There are many reasons why signing up for Obamacare is a smart choice, but the biggest one is the last thing its Republican critics want to broadcast: the out-of-pocket monthly cost.

On Wednesday, the White House published the most detailed analysis yet of the cost of Obamacare coverage. The policies will cost anywhere from one-quarter to one-third less than what’s now available on the private insurance market. But that’s not what upwards of 25 millionhouseholds will end up paying each month. It’s far less.
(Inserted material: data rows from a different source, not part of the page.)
//! Chassis controller
//!
//! [`ChassisController`] owns the mode state machine and the health
//! monitor thread. Construction validates configuration and registers
//! the actuator frames with the transmit schedule; `start()` spawns
//! the monitor; mode operations arbitrate whether a transition is
//! safe before granting actuation authority.
//!
//! # Mode upgrades require proof of liveness
//!
//! Every transition into an autonomous mode performs a blocking
//! liveness check of the units that mode controls *before* the mode
//! is considered active. Commands issued in a mode the hardware
//! cannot execute would be silently dropped by that hardware, which
//! is unacceptable for a safety actuator. Downgrades never require
//! proof: going back to manual is always safe.

use std::sync::Arc;
use std::thread::JoinHandle;

use dbw_chassis::{
    ChassisErrorCode, ChassisReport, DrivingMode, GearPosition, TurnSignal, VehicleParams,
};
use tracing::{error, info, warn};

use crate::actuator::{ActuatorId, ChassisCommands, CommandFrame};
use crate::bus::{BusTransmitter, ChassisStateReader};
use crate::error::ControllerError;
use crate::monitor::ResponseUnits;
use crate::state::SharedChassisState;

/// Why the controller is demoting itself. Decides the error code
/// published alongside the demotion.
#[derive(Debug, Clone, Copy, PartialEq, Eq)]
pub(crate) enum DemotionCause {
    /// A hardware fault bit was observed, or an upgrade check failed.
    Fault,
    /// Sustained liveness loss; the operator must take over.
    ManualIntervention,
}

/// Shared core: everything both execution contexts need.
pub(crate) struct ControllerCore {
    pub(crate) params: VehicleParams,
    pub(crate) commands: ChassisCommands,
    pub(crate) transmitter: Arc<dyn BusTransmitter>,
    pub(crate) reader: Arc<dyn ChassisStateReader>,
    pub(crate) state: SharedChassisState,
}

impl ControllerCore {
    pub(crate) fn driving_mode(&self) -> DrivingMode {
        self.state.driving_mode()
    }

    /// Forced transition to emergency mode: reset all actuator
    /// command state, then publish the cause. Idempotent and safe
    /// under concurrent invocation from both contexts.
    pub(crate) fn demote(&self, cause: DemotionCause) {
        self.state.set_driving_mode(DrivingMode::EmergencyMode);
        self.commands.reset_all();
        self.state.set_error_code(match cause {
            DemotionCause::Fault => ChassisErrorCode::ChassisError,
            DemotionCause::ManualIntervention => ChassisErrorCode::ManualIntervention,
        });
        warn!(?cause, "demoted to emergency mode");
    }
}

/// The drive-by-wire control core.
///
/// One instance per vehicle. Mode transitions and command issuance
/// happen on the caller's context; one background thread runs the
/// health monitor between `start()` and `stop()`.
pub struct ChassisController {
    pub(crate) core: Arc<ControllerCore>,
    monitor: Option<JoinHandle<()>>,
}

impl ChassisController {
    /// Initialize the controller.
    ///
    /// Validates the vehicle parameters and registers all five
    /// actuator frames (disabled) with the transmit schedule. A
    /// controller that failed to initialize must not be started;
    /// this is enforced by construction.
    pub fn new(
        params: VehicleParams,
        transmitter: Arc<dyn BusTransmitter>,
        reader: Arc<dyn ChassisStateReader>,
    ) -> Result<Self, ControllerError> {
        let initial_mode = params
            .initial_driving_mode
            .ok_or(ControllerError::MissingDrivingModeConfig)?;

        let commands = ChassisCommands::new();
        let frames: [(ActuatorId, Arc<dyn CommandFrame>); 5] = [
            (ActuatorId::Brake, commands.brake.clone()),
            (ActuatorId::Throttle, commands.throttle.clone()),
            (ActuatorId::Steering, commands.steering.clone()),
            (ActuatorId::Gear, commands.gear.clone()),
            (ActuatorId::Lighting, commands.lighting.clone()),
        ];
        for (id, frame) in frames {
            transmitter.register(id, frame, false)?;
        }

        info!("chassis controller initialized");
        Ok(Self {
            core: Arc::new(ControllerCore {
                params,
                commands,
                transmitter,
                reader,
                state: SharedChassisState::new(initial_mode),
            }),
            monitor: None,
        })
    }

    /// Spawn the background health monitor.
    pub fn start(&mut self) -> Result<(), ControllerError> {
        if self.monitor.is_some() {
            return Err(ControllerError::AlreadyStarted);
        }
        let core = self.core.clone();
        self.monitor = Some(std::thread::spawn(move || core.monitor_loop()));
        Ok(())
    }

    /// Join the health monitor.
    ///
    /// The monitor's sole exit condition is the transmitter's running
    /// flag turning false; stop the transmit schedule before calling
    /// this, mirroring the bus shutdown order.
    pub fn stop(&mut self) {
        if let Some(handle) = self.monitor.take() {
            if handle.join().is_err() {
                error!("health monitor thread panicked");
            } else {
                info!("chassis controller stopped");
            }
        } else {
            warn!("stop() called but the health monitor was not running");
        }
    }

    // ==================== observers ====================

    /// The typed actuator handles. Transmitter adapters clone the
    /// `Arc`s they need for frame encoding at setup time; tests use
    /// this to observe commanded actuator state.
    pub fn commands(&self) -> &ChassisCommands {
        &self.core.commands
    }

    pub fn driving_mode(&self) -> DrivingMode {
        self.core.state.driving_mode()
    }

    pub fn chassis_error_code(&self) -> ChassisErrorCode {
        self.core.state.error_code()
    }

    pub fn chassis_error_mask(&self) -> u32 {
        self.core.state.error_mask()
    }

    /// Sanitized external-facing chassis state, derived from the
    /// latest snapshot plus mode/error fields. Absent source fields
    /// map to documented defaults; a missing snapshot yields a report
    /// that is default everywhere except mode/error.
    pub fn chassis_report(&self) -> ChassisReport {
        let snapshot = self.core.reader.read_snapshot().unwrap_or_default();

        let steering_percentage = match snapshot.steering.as_ref().and_then(|s| s.angle) {
            Some(angle) if self.core.params.max_steer_angle != 0.0 => {
                angle * 100.0 / self.core.params.max_steer_angle
            }
            _ => 0.0,
        };

        ChassisReport {
            driving_mode: self.driving_mode(),
            error_code: self.chassis_error_code(),
            error_mask: self.chassis_error_mask(),
            engine_started: true,
            engine_rpm: snapshot
                .drive
                .as_ref()
                .and_then(|d| d.engine_rpm)
                .unwrap_or(0.0),
            speed_mps: snapshot
                .motion
                .as_ref()
                .and_then(|m| m.speed_mps)
                .unwrap_or(0.0),
            throttle_percentage: snapshot
                .drive
                .as_ref()
                .and_then(|d| d.throttle_output)
                .unwrap_or(0.0),
            brake_percentage: snapshot
                .brake
                .as_ref()
                .and_then(|b| b.output)
                .unwrap_or(0.0),
            gear_location: snapshot
                .gear
                .as_ref()
                .and_then(|g| g.state)
                .unwrap_or(GearPosition::None),
            steering_percentage,
            steering_torque_nm: snapshot
                .steering
                .as_ref()
                .and_then(|s| s.torque_nm)
                .unwrap_or(0.0),
            parking_brake_on: snapshot
                .motion
                .as_ref()
                .and_then(|m| m.parking_brake_on)
                .unwrap_or(false),
            turn_signal: snapshot
                .light
                .as_ref()
                .and_then(|l| l.turn_signal)
                .unwrap_or(TurnSignal::None),
            horn_on: snapshot
                .light
                .as_ref()
                .and_then(|l| l.horn_on)
                .unwrap_or(false),
        }
    }

    // ==================== mode state machine ====================

    /// Grant full autonomous authority (steering + speed).
    pub fn enable_auto_mode(&self) -> Result<(), ControllerError> {
        if self.driving_mode() == DrivingMode::CompleteAutoDrive {
            info!("already in complete auto drive mode");
            return Ok(());
        }
        self.core.commands.brake.set_enable();
        self.core.commands.throttle.set_enable();
        self.core.commands.steering.set_enable();
        self.core.transmitter.force_update();

        if !self.core.check_response(ResponseUnits::ALL, true) {
            error!("failed to switch to complete auto drive mode");
            self.core.demote(DemotionCause::Fault);
            return Err(ControllerError::ModeSwitchFailed {
                target: DrivingMode::CompleteAutoDrive,
            });
        }
        self.core
            .state
            .set_driving_mode(DrivingMode::CompleteAutoDrive);
        info!("switched to complete auto drive mode");
        Ok(())
    }

    /// Drop all autonomous authority. Always succeeds; idempotent.
    pub fn disable_auto_mode(&self) {
        self.core.commands.reset_all();
        self.core.transmitter.force_update();
        self.core.state.set_driving_mode(DrivingMode::Manual);
        self.core.state.set_error_code(ChassisErrorCode::NoError);
        info!("switched to manual mode");
    }

    /// Grant steering-only authority.
    pub fn enable_steering_only_mode(&self) -> Result<(), ControllerError> {
        let mode = self.driving_mode();
        if mode == DrivingMode::CompleteAutoDrive || mode == DrivingMode::AutoSteerOnly {
            self.core.state.set_driving_mode(DrivingMode::AutoSteerOnly);
            info!("already in auto steer only mode");
            return Ok(());
        }
        self.core.commands.brake.set_disable();
        self.core.commands.throttle.set_disable();
        self.core.commands.steering.set_enable();
        self.core.transmitter.force_update();

        if !self.core.check_response(ResponseUnits::STEER, true) {
            error!("failed to switch to auto steer only mode");
            self.core.demote(DemotionCause::Fault);
            return Err(ControllerError::ModeSwitchFailed {
                target: DrivingMode::AutoSteerOnly,
            });
        }
        self.core.state.set_driving_mode(DrivingMode::AutoSteerOnly);
        info!("switched to auto steer only mode");
        Ok(())
    }

    /// Grant speed-only (brake/throttle/gear) authority.
    pub fn enable_speed_only_mode(&self) -> Result<(), ControllerError> {
        let mode = self.driving_mode();
        if mode == DrivingMode::CompleteAutoDrive || mode == DrivingMode::AutoSpeedOnly {
            self.core.state.set_driving_mode(DrivingMode::AutoSpeedOnly);
            info!("already in auto speed only mode");
            return Ok(());
        }
        self.core.commands.brake.set_enable();
        self.core.commands.throttle.set_enable();
        self.core.commands.steering.set_disable();
        self.core.transmitter.force_update();

        if !self.core.check_response(ResponseUnits::SPEED, true) {
            error!("failed to switch to auto speed only mode");
            self.core.demote(DemotionCause::Fault);
            return Err(ControllerError::ModeSwitchFailed {
                target: DrivingMode::AutoSpeedOnly,
            });
        }
        self.core.state.set_driving_mode(DrivingMode::AutoSpeedOnly);
        info!("switched to auto speed only mode");
        Ok(())
    }

    /// Forced transition to emergency mode with a chassis error.
    /// Callable from any context; idempotent.
    pub fn emergency(&self) {
        self.core.demote(DemotionCause::Fault);
    }
}
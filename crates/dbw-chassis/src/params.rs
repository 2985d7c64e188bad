//! Vehicle actuation parameters

use crate::types::DrivingMode;

/// Static per-vehicle actuation limits and startup configuration.
///
/// The controller refuses to initialize without
/// `initial_driving_mode`; everything else has platform defaults.
#[derive(Debug, Clone, PartialEq)]
#[cfg_attr(feature = "serde", derive(serde::Serialize, serde::Deserialize))]
pub struct VehicleParams {
    /// Maximum physical steering angle (absolute), actuator units.
    pub max_steer_angle: f64,
    /// Minimum commandable steering angle rate.
    pub min_steer_angle_rate: f64,
    /// Maximum commandable steering angle rate.
    pub max_steer_angle_rate: f64,
    /// Mode the vehicle starts in. Required; `None` fails init.
    pub initial_driving_mode: Option<DrivingMode>,
}

impl Default for VehicleParams {
    fn default() -> Self {
        Self {
            max_steer_angle: 470.0,
            min_steer_angle_rate: 0.0,
            max_steer_angle_rate: 400.0,
            initial_driving_mode: Some(DrivingMode::Manual),
        }
    }
}

/// Clamp `value` into `[lo, hi]`.
///
/// Used wherever a scaled command must stay inside the actuator's
/// physical envelope.
pub fn bounded_value(lo: f64, hi: f64, value: f64) -> f64 {
    value.clamp(lo, hi)
}
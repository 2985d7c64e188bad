//! Controller error types

use dbw_chassis::DrivingMode;
use thiserror::Error;

use crate::actuator::ActuatorId;

/// Failure to register an actuator frame with the transmit schedule.
#[derive(Error, Debug, Clone, PartialEq, Eq)]
pub enum RegisterError {
    /// The schedule already carries a frame for this actuator.
    #[error("actuator {0:?} is already registered")]
    Duplicate(ActuatorId),

    /// The transmit schedule cannot accept more frames.
    #[error("transmit schedule is full")]
    ScheduleFull,
}

/// Failure to produce a chassis snapshot at the reader boundary.
#[derive(Error, Debug, Clone, PartialEq, Eq)]
pub enum SnapshotError {
    /// No decodable chassis frames have been received yet.
    #[error("no decodable chassis frames received yet")]
    NoFrames,

    /// Received traffic could not be decoded into a snapshot.
    #[error("chassis frame decode failed: {0}")]
    Decode(String),
}

/// Controller lifecycle and mode-transition errors.
///
/// Runtime liveness/fault failures are never reported through this
/// type; they are absorbed into the driving mode and error code,
/// which callers poll.
#[derive(Error, Debug)]
pub enum ControllerError {
    /// `VehicleParams::initial_driving_mode` was `None`.
    #[error("vehicle params do not specify an initial driving mode")]
    MissingDrivingModeConfig,

    /// An actuator frame could not be registered at init.
    #[error("failed to register actuator frame: {0}")]
    Register(#[from] RegisterError),

    /// `start()` called while the health monitor is already running.
    #[error("health monitor already started")]
    AlreadyStarted,

    /// A mode upgrade failed its liveness check. The controller has
    /// already demoted itself to emergency mode.
    #[error("failed to switch to {target:?}: actuation units not responding")]
    ModeSwitchFailed { target: DrivingMode },
}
Depending on their income, the cost could drop by another one-third to two-thirds because Obamacare has tax credits—federal subsidies—for household earning up to 400 percent of the federal poverty line that are directly paid to insurers each month.

The subsidies and related administration will cost $19 billion in 2014, the Congressional Budget Office has estimated. About 25.7 million people could be eligible for the income-based discounts, a Families USA study found, which will lower actual coverage costs by many thousands of dollars per policy-holder.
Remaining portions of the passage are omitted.